● **WORK TO BE COMPLETED**: Below are some records. Say in a single number how many of their lines include the word "covered".

● **INFORMATION SUPPLIED**:
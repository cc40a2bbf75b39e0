//! OpenSSH-compatible known-hosts content.
//!
//! Entries written here have the form
//!
//! ```text
//! @cert-authority <proxy>,<host>,*.<host> <alg> <base64> type=host
//! ```
//!
//! so OpenSSH clients match the CA through the proxy name, the cluster name,
//! or any node under it.  The functions in this module are pure; locking and
//! persistence are the store's business.

use std::collections::HashSet;

use ssh_key::{HashAlg, PublicKey};
use tracing::debug;
use wildmatch::WildMatch;

use crate::error::{KeyStoreError, Result};

const CERT_AUTHORITY: &str = "@cert-authority";

/// One parsed known-hosts line.
#[derive(Debug, Clone, PartialEq, Eq)]
pub struct Entry<'a> {
    /// `@cert-authority`, `@revoked`, or `None` for a plain host key.
    pub marker: Option<&'a str>,
    pub hosts: Vec<&'a str>,
    /// `<alg> <base64>` with single-space separation.
    pub key_text: String,
    pub comment: Option<&'a str>,
}

impl Entry<'_> {
    pub fn public_key(&self) -> Result<PublicKey> {
        PublicKey::from_openssh(&self.key_text)
            .map_err(|e| KeyStoreError::malformed("known_hosts key", e))
    }

    /// Whether `hostname` matches this entry's host patterns.
    ///
    /// Any matching negated pattern (`!pattern`) excludes the host outright.
    pub fn matches(&self, hostname: &str) -> bool {
        let hostname = hostname.to_ascii_lowercase();
        let mut matched = false;
        for pattern in &self.hosts {
            let (negated, pattern) = match pattern.strip_prefix('!') {
                Some(p) => (true, p),
                None => (false, *pattern),
            };
            if !WildMatch::new(&pattern.to_ascii_lowercase()).matches(&hostname) {
                continue;
            }
            if negated {
                return false;
            }
            matched = true;
        }
        matched
    }
}

/// Parse a single non-blank, non-comment line.
pub fn parse_line(line: &str) -> Result<Entry<'_>> {
    let mut fields = line.split_whitespace().peekable();
    let marker = match fields.peek() {
        Some(f) if f.starts_with('@') => fields.next(),
        _ => None,
    };
    let (Some(hosts), Some(alg), Some(b64)) = (fields.next(), fields.next(), fields.next()) else {
        return Err(KeyStoreError::malformed(
            "known_hosts line",
            format!("too few fields in {line:?}"),
        ));
    };
    // `b64` borrows from `line`, so its end offset locates the comment.
    let key_end = b64.as_ptr() as usize - line.as_ptr() as usize + b64.len();
    let comment = Some(line[key_end..].trim()).filter(|c| !c.is_empty());
    Ok(Entry {
        marker,
        hosts: hosts.split(',').collect(),
        key_text: format!("{alg} {b64}"),
        comment,
    })
}

fn entries(content: &str) -> impl Iterator<Item = Result<Entry<'_>>> {
    content
        .lines()
        .map(str::trim)
        .filter(|l| !l.is_empty() && !l.starts_with('#'))
        .map(parse_line)
}

/// Render the line recording `key` as a host CA for `hostname` via `proxy_host`.
pub fn format_line(proxy_host: &str, hostname: &str, key: &PublicKey) -> Result<String> {
    let key_text = PublicKey::new(key.key_data().clone(), "")
        .to_openssh()
        .map_err(|e| KeyStoreError::malformed("host key", e))?;
    Ok(format!(
        "{CERT_AUTHORITY} {proxy_host},{hostname},*.{hostname} {key_text} type=host"
    ))
}

/// Merge `keys` into `existing` known-hosts content.
///
/// Existing lines are deduplicated by exact match, new lines are appended
/// unless already present, and single-host CA lines superseded by a
/// multi-host line for the same key are pruned.  The result always ends in
/// a newline.
pub fn merge(existing: &[u8], proxy_host: &str, hostname: &str, keys: &[PublicKey]) -> Result<Vec<u8>> {
    let existing = std::str::from_utf8(existing)
        .map_err(|e| KeyStoreError::malformed("known_hosts file", e))?;

    let mut seen = HashSet::new();
    let mut lines: Vec<String> = Vec::new();
    for line in existing.lines().map(str::trim_end).filter(|l| !l.is_empty()) {
        if seen.insert(line.to_string()) {
            lines.push(line.to_string());
        }
    }

    for key in keys {
        debug!(
            host = hostname,
            proxy = proxy_host,
            fingerprint = %key.fingerprint(HashAlg::Sha256),
            "adding known host"
        );
        let line = format_line(proxy_host, hostname, key)?;
        if seen.insert(line.clone()) {
            lines.push(line);
        }
    }

    let lines = prune_superseded(lines);

    let mut out = String::with_capacity(lines.iter().map(|l| l.len() + 1).sum());
    for line in &lines {
        out.push_str(line);
        out.push('\n');
    }
    Ok(out.into_bytes())
}

/// Drop `@cert-authority <host> <key>` lines when another CA line with the
/// same key lists `<host>` among several patterns.
fn prune_superseded(lines: Vec<String>) -> Vec<String> {
    let mut covered: HashSet<(String, String)> = HashSet::new();
    for line in &lines {
        if let Ok(entry) = parse_line(line)
            && entry.marker == Some(CERT_AUTHORITY)
            && entry.hosts.len() > 1
        {
            for host in &entry.hosts {
                covered.insert((host.to_string(), entry.key_text.clone()));
            }
        }
    }

    lines
        .into_iter()
        .filter(|line| {
            let Ok(entry) = parse_line(line) else {
                return true;
            };
            let superseded = entry.marker == Some(CERT_AUTHORITY)
                && entry.hosts.len() == 1
                && covered.contains(&(entry.hosts[0].to_string(), entry.key_text.clone()));
            if superseded {
                debug!(host = entry.hosts[0], "pruning superseded known host line");
            }
            !superseded
        })
        .collect()
}

/// Public keys whose host patterns match `hostname`; an empty hostname
/// returns every key.  Hashed (`|1|`) entries never match by name.
pub fn host_keys(content: &[u8], hostname: &str) -> Result<Vec<PublicKey>> {
    let content = std::str::from_utf8(content)
        .map_err(|e| KeyStoreError::malformed("known_hosts file", e))?;
    let mut keys = Vec::new();
    for entry in entries(content) {
        let entry = entry?;
        if entry.marker == Some("@revoked") {
            continue;
        }
        if hostname.is_empty() || entry.matches(hostname) {
            keys.push(entry.public_key()?);
        }
    }
    Ok(keys)
}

● **SOLUTION**: 3